__Problem description__. How do the lines below between the ones holding "squared of the Krasovsky 1940 ellipsoid" and "pub const A: f64 = 6378245.0;", inclusive, read? Give them again exactly, with no other lines.

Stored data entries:
---*---

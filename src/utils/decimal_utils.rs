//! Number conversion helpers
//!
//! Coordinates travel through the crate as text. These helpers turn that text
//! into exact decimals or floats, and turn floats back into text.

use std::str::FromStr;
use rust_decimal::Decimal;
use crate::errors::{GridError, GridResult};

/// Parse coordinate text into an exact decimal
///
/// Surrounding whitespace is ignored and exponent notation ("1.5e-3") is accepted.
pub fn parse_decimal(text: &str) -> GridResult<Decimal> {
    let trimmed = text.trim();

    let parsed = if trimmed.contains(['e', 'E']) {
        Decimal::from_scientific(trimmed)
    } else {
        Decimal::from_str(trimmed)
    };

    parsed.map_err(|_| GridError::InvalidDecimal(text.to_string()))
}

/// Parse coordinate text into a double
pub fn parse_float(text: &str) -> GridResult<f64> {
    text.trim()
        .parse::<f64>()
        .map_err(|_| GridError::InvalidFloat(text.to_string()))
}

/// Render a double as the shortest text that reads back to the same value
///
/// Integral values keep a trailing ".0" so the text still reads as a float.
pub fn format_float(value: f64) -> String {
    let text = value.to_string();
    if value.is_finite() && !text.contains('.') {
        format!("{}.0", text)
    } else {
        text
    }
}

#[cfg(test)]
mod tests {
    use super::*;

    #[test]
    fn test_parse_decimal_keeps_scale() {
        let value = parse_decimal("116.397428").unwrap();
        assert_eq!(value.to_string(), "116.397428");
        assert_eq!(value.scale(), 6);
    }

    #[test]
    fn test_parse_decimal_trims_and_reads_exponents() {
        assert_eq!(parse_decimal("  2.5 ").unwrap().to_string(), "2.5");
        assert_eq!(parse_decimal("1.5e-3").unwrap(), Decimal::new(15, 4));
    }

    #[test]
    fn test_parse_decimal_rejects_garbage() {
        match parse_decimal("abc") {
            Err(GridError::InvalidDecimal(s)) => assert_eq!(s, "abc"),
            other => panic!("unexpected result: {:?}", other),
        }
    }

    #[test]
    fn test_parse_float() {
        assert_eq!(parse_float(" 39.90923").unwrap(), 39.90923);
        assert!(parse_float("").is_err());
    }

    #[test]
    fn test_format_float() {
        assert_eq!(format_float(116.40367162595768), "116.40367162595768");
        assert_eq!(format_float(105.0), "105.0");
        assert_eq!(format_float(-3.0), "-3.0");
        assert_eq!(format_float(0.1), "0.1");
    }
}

---*---

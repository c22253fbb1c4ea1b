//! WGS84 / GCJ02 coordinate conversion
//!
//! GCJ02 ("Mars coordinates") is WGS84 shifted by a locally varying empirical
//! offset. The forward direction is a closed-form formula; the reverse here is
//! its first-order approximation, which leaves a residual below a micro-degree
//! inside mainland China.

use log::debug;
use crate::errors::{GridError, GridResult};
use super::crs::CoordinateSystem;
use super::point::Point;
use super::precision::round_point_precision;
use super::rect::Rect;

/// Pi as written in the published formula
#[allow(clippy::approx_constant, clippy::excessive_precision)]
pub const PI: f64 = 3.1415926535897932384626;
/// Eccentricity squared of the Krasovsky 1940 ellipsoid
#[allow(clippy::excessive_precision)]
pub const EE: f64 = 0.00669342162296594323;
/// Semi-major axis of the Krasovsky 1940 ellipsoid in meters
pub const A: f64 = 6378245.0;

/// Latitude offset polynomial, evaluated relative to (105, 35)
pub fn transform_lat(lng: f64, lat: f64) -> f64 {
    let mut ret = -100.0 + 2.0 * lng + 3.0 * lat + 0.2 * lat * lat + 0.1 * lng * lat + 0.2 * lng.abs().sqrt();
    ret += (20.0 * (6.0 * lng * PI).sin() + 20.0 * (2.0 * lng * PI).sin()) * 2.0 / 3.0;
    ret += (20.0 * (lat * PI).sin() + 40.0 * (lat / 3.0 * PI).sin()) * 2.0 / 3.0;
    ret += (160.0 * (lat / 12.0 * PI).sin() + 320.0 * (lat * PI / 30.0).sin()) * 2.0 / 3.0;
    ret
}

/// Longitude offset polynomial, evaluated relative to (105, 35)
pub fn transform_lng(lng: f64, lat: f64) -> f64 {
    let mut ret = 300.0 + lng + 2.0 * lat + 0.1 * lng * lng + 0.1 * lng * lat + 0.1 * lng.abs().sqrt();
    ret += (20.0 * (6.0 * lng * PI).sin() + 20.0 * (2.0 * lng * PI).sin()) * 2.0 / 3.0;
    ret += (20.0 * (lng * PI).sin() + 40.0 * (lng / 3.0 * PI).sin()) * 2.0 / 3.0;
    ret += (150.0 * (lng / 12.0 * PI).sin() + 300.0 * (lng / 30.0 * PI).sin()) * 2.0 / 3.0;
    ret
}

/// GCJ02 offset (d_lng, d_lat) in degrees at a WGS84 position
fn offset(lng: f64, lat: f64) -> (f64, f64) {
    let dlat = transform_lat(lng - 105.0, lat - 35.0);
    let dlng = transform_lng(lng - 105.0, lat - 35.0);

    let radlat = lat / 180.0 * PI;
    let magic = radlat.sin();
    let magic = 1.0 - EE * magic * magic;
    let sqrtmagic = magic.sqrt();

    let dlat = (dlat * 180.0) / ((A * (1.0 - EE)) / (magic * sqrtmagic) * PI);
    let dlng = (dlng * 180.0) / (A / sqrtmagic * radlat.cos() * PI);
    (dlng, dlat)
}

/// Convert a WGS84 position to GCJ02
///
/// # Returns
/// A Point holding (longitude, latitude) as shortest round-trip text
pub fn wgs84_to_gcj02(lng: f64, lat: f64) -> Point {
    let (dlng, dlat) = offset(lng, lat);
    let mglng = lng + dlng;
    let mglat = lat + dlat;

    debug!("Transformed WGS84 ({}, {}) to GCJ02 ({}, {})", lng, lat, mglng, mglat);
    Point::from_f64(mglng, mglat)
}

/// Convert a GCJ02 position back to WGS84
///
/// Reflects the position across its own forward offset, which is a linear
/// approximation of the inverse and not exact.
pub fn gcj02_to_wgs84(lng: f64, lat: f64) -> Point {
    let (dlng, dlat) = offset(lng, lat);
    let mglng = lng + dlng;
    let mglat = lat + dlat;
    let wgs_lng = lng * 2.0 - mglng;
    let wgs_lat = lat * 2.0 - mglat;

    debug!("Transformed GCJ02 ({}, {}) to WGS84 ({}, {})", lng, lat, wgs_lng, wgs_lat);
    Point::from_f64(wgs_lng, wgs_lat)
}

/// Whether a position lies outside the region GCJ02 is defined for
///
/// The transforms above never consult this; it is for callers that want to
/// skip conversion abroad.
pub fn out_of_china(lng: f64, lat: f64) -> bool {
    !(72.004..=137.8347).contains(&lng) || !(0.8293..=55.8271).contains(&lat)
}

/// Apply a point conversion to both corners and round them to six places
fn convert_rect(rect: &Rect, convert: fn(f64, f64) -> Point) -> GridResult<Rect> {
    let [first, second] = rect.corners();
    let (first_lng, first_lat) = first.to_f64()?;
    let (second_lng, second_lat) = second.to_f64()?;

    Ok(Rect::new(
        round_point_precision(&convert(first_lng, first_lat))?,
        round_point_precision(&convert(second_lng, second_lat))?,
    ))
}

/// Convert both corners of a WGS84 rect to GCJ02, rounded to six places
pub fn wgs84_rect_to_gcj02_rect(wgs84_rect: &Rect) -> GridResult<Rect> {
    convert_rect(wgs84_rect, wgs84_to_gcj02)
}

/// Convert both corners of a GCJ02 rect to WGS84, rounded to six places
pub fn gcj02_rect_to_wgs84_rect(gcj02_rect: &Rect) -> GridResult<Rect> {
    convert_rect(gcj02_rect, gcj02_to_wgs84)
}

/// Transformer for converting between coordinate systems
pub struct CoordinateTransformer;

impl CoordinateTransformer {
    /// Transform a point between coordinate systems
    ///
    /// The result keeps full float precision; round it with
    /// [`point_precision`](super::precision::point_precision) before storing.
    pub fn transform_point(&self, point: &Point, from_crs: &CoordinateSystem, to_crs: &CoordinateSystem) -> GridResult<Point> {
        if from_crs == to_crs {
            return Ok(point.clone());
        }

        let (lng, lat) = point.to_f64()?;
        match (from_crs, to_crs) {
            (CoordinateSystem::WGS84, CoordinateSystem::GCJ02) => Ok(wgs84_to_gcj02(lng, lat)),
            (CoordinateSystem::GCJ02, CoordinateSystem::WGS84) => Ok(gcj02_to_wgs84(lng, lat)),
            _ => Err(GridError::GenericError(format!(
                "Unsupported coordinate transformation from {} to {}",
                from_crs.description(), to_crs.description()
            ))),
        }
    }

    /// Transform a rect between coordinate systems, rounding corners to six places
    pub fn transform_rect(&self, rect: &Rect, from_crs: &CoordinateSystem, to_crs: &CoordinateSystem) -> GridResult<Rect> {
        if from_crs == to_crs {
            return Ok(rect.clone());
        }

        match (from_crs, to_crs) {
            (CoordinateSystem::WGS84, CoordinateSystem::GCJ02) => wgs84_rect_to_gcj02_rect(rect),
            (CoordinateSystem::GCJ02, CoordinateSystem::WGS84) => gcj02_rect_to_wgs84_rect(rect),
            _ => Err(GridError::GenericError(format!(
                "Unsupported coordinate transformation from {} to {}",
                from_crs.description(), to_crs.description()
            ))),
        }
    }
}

---*---

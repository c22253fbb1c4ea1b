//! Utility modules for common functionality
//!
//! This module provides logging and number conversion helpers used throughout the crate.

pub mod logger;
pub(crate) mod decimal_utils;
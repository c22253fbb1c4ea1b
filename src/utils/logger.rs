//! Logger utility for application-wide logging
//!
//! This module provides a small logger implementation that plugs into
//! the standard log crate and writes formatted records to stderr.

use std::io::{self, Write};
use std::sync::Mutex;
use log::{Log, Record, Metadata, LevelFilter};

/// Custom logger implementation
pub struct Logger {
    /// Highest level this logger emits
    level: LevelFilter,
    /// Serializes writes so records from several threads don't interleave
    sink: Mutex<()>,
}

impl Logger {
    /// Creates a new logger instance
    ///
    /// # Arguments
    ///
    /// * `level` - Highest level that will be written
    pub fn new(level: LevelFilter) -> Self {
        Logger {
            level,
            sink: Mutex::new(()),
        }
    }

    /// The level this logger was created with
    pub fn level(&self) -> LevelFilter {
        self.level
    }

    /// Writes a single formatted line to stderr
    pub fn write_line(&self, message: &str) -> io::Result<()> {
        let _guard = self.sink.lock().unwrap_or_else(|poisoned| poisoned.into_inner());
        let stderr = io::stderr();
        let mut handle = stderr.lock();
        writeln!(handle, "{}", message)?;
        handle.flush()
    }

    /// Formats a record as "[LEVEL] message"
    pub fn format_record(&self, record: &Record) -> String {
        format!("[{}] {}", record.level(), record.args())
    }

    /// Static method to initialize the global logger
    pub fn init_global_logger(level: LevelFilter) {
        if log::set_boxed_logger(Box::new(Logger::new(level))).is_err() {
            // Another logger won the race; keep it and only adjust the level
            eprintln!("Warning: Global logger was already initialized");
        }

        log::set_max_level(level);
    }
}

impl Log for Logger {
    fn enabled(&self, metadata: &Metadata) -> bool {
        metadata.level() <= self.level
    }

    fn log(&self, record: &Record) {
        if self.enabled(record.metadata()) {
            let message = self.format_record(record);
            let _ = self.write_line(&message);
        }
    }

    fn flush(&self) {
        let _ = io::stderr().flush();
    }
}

---*---

__Your response__.
/// Eccentricity squared of the Krasovsky 1940 ellipsoid
#[allow(clippy::excessive_precision)]
pub const EE: f64 = 0.00669342162296594323;
/// Semi-major axis of the Krasovsky 1940 ellipsoid in meters
pub const A: f64 = 6378245.0;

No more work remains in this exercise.